“We are speaking of immortals,” Raphael pointed out. “His practice could have spanned centuries.”
“Especially,” Dmitri added, “if he was a disciple of Isis.” A disciple Dmitri would not allow to live. The bitch would never come back to life, not even as a remembered goddess.
“Yes, but,” Honor argued, displaying a quiet strength that had begun to fascinate Dmitri, “the fact that he hasn’t mastered the Making process says he’s new at this aspect of things even if he isn’t new at the violence.”
“Yes.” Dmitri frowned, recalling something another member of the Seven had said to him. Sire, are you able to reach Jason?
No, he’s out of range.
Taking out his cell phone, Dmitri glanced at Honor, using his gaze to caress lips he wanted to debauch and corrupt. “Try not to get killed while I’m making this call.”
Her eyes flashed fire, stirring parts of him he’d believed entombed in that field of wildflowers that was a memorial to his Ingrede and their children.
Honor saw the shadow that swept across Dmitri’s face before he stepped away to make his call, wanted to reach out and wipe it away, the need an ache inside of her. However, not only did she not have that right, she was being examined by a male whose face was so flawless, it almost hurt to look at him. “I saw Elena this morning,” she said, wondering how she’d ended up making conversation with an archangel.
“My consort has a way of finding trouble.” Raphael’s hair, black as the night, gleamed in the forest light. “Dmitri helps you seek vengeance.”
“I think it’s more the fact that these vampires are breaking the rules.” Fooling herself about Dmitri’s motivations would only make the eventual fall harder.
“Perhaps.” He joined her at the water’s edge, his wings bare inches away, the gold filaments glittering under the sunlight. “The Guild is important to the balance of the world. Its hunters must not become prey.”
“If it had been another mortal,” she found herself asking, though it might have been safer to keep her thoughts to herself, “one not associated with the Guild?”
“Mortals have a part to play in the world, too.”
She didn’t know how to read his words, this lethal being who was capable of breaking a man’s every bone and displaying him like a macabre doll. Then she glimpsed Dmitri walking back. Dark and dangerously intelligent, with a body that had been sleeked to gleaming purity in battle, and a moral compass that was undeniably skewed, he was no less inhuman than the man he called Sire.

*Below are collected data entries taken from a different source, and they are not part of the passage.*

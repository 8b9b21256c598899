//! [`StudyApi`] over HTTP, against the routes served by `areamap serve`.

use anyhow::{Context, Result, anyhow, bail};
use reqwest::{Client, Method, RequestBuilder, Response, Url};
use serde::Serialize;
use serde::de::DeserializeOwned;

use crate::api::{CreatedResponse, LayerNameRequest, LinkRequest, PositionRequest, StudyApi};
use crate::color::Rgb;
use crate::config::ApiConfig;
use crate::graph::Graph;
use crate::layers::{LayerRecord, OverridePatch};

#[derive(Debug, Clone)]
pub struct HttpStudyApi {
    client: Client,
    base_url: Url,
    token: Option<String>,
}

impl HttpStudyApi {
    pub fn new(config: &ApiConfig) -> Result<Self> {
        let base_url = Url::parse(&config.base_url)
            .with_context(|| format!("invalid study service URL '{}'", config.base_url))?;
        if base_url.cannot_be_a_base() {
            bail!("study service URL '{}' cannot carry paths", config.base_url);
        }
        let client = Client::builder()
            .timeout(config.timeout)
            .build()
            .context("failed to build HTTP client")?;
        Ok(Self {
            client,
            base_url,
            token: config.token.clone(),
        })
    }

    /// `/api/studies/{study}/{segments..}`, each segment percent-encoded.
    fn url(&self, study_id: &str, segments: &[&str]) -> Result<Url> {
        let mut url = self.base_url.clone();
        url.path_segments_mut()
            .map_err(|_| anyhow!("study service URL cannot carry paths"))?
            .pop_if_empty()
            .extend(["api", "studies", study_id])
            .extend(segments);
        Ok(url)
    }

    fn request(&self, method: Method, url: Url) -> RequestBuilder {
        let request = self.client.request(method, url);
        match &self.token {
            Some(token) => request.bearer_auth(token),
            None => request,
        }
    }

    async fn send(&self, request: RequestBuilder, what: &str) -> Result<Response> {
        let response = request
            .send()
            .await
            .with_context(|| format!("failed to send {what} request"))?;
        if !response.status().is_success() {
            let status = response.status();
            let error_text = response.text().await.unwrap_or_default();
            bail!("{what} failed with status {status}: {error_text}");
        }
        Ok(response)
    }

    async fn get_json<T: DeserializeOwned>(&self, url: Url, what: &str) -> Result<T> {
        let response = self.send(self.request(Method::GET, url), what).await?;
        response
            .json()
            .await
            .with_context(|| format!("failed to parse {what} response"))
    }

    async fn send_json<B: Serialize + ?Sized>(
        &self,
        method: Method,
        url: Url,
        body: &B,
        what: &str,
    ) -> Result<Response> {
        self.send(self.request(method, url).json(body), what).await
    }

    async fn delete(&self, url: Url, what: &str) -> Result<()> {
        self.send(self.request(Method::DELETE, url), what).await?;
        Ok(())
    }
}

impl StudyApi for HttpStudyApi {
    async fn fetch_graph(&self, study_id: &str) -> Result<Graph> {
        self.get_json(self.url(study_id, &["graph"])?, "fetch graph")
            .await
    }

    async fn create_link(&self, study_id: &str, source: &str, target: &str) -> Result<String> {
        let body = LinkRequest {
            source: source.to_string(),
            target: target.to_string(),
        };
        let response = self
            .send_json(Method::POST, self.url(study_id, &["links"])?, &body, "create link")
            .await?;
        let created: CreatedResponse = response
            .json()
            .await
            .context("failed to parse create link response")?;
        Ok(created.id)
    }

    async fn delete_node(&self, study_id: &str, node_id: &str) -> Result<()> {
        self.delete(self.url(study_id, &["nodes", node_id])?, "delete node")
            .await
    }

    async fn delete_link(&self, study_id: &str, source: &str, target: &str) -> Result<()> {
        self.delete(self.url(study_id, &["links", source, target])?, "delete link")
            .await
    }

    async fn update_node_position(
        &self,
        study_id: &str,
        node_id: &str,
        x: f64,
        y: f64,
        color: Option<Rgb>,
    ) -> Result<()> {
        let body = PositionRequest { x, y, color };
        self.send_json(
            Method::PUT,
            self.url(study_id, &["nodes", node_id, "position"])?,
            &body,
            "update node position",
        )
        .await?;
        Ok(())
    }

    async fn fetch_layers(&self, study_id: &str) -> Result<Vec<LayerRecord>> {
        self.get_json(self.url(study_id, &["layers"])?, "fetch layers")
            .await
    }

    async fn create_layer(&self, study_id: &str, name: &str) -> Result<String> {
        let body = LayerNameRequest {
            name: name.to_string(),
        };
        let response = self
            .send_json(Method::POST, self.url(study_id, &["layers"])?, &body, "create layer")
            .await?;
        let created: CreatedResponse = response
            .json()
            .await
            .context("failed to parse create layer response")?;
        Ok(created.id)
    }

    async fn rename_layer(&self, study_id: &str, layer_id: &str, name: &str) -> Result<()> {
        let body = LayerNameRequest {
            name: name.to_string(),
        };
        self.send_json(
            Method::PUT,
            self.url(study_id, &["layers", layer_id])?,
            &body,
            "rename layer",
        )
        .await?;
        Ok(())
    }

    async fn delete_layer(&self, study_id: &str, layer_id: &str) -> Result<()> {
        self.delete(self.url(study_id, &["layers", layer_id])?, "delete layer")
            .await
    }

    async fn set_layer_membership(
        &self,
        study_id: &str,
        layer_id: &str,
        node_ids: &[String],
    ) -> Result<()> {
        self.send_json(
            Method::PUT,
            self.url(study_id, &["layers", layer_id, "members"])?,
            node_ids,
            "set layer membership",
        )
        .await?;
        Ok(())
    }

    async fn set_layer_override(
        &self,
        study_id: &str,
        layer_id: &str,
        node_id: &str,
        patch: &OverridePatch,
    ) -> Result<()> {
        self.send_json(
            Method::PUT,
            self.url(study_id, &["layers", layer_id, "overrides", node_id])?,
            patch,
            "set layer override",
        )
        .await?;
        Ok(())
    }
}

Perhaps he was even worse.
Where Raphael was remote, removed from humanity, the violence that was so much a part of Dmitri hummed just below the surface of his sophisticated skin. Blood and pain, she thought, that was what drove Dmitri. Why that should cause her heart to clench in unrelenting sorrow was a question to which she had no answer.
The body lay on the concrete floor of the warehouse, the young male’s arms and legs splayed in a way that was nothing natural. Jeans covered his legs but his upper half was unclothed, better to display the brand seared into a chest that bore lines of muscle development as yet incomplete.
Dmitri had repudiated the same mark with blood-soaked violence, using a knife he’d taken from Isis’s home. It was only fitting, he’d thought as he stripped off his rough shirt and pressed his back against one of the beams that had survived the fire that had taken everything from him.
The point of the blade was so sharp, it caused a bloody droplet to appear the instant he put it to his skin.
Gritting his teeth, he began to cut, thrusting deep enough to excise the scar tissue. He was a vampire now. The skin would heal whole and unmarked.
But vampires still felt pain.
Blackness engulfed him when he was less than a quarter of the way around the brand. Picking up the fallen blade with blood-slick hands the instant he awakened, he began again. And again. And again. Until there was no more trace of Isis on his body and his heart had grown so weak, he could feel death whispering in sweet, dark welcome.
A shadow of wings, a glimpse of searing blue. “Dmitri. What have you done?”
“Leave me.” It was the only thing he had the strength to say.
“No.” A wrist being thrust in front of him, his head pushed forward by an unyielding hand. “Drink.”
Dmitri resisted.
Cursing, Raphael used that same blade to slice open his vein, pushing the bleeding flesh to Dmitri’s lips without warning. A single taste and the newly awake predator within him took over.
He fed.
He hadn’t healed that day, or in the days that followed. He’d been too young Made, the same reason why Raphael had been able to overwhelm him. But he did heal. At least on the outside.
“So young,” Honor said, squatting beside the dead male, her sadness a poignant thread in her voice.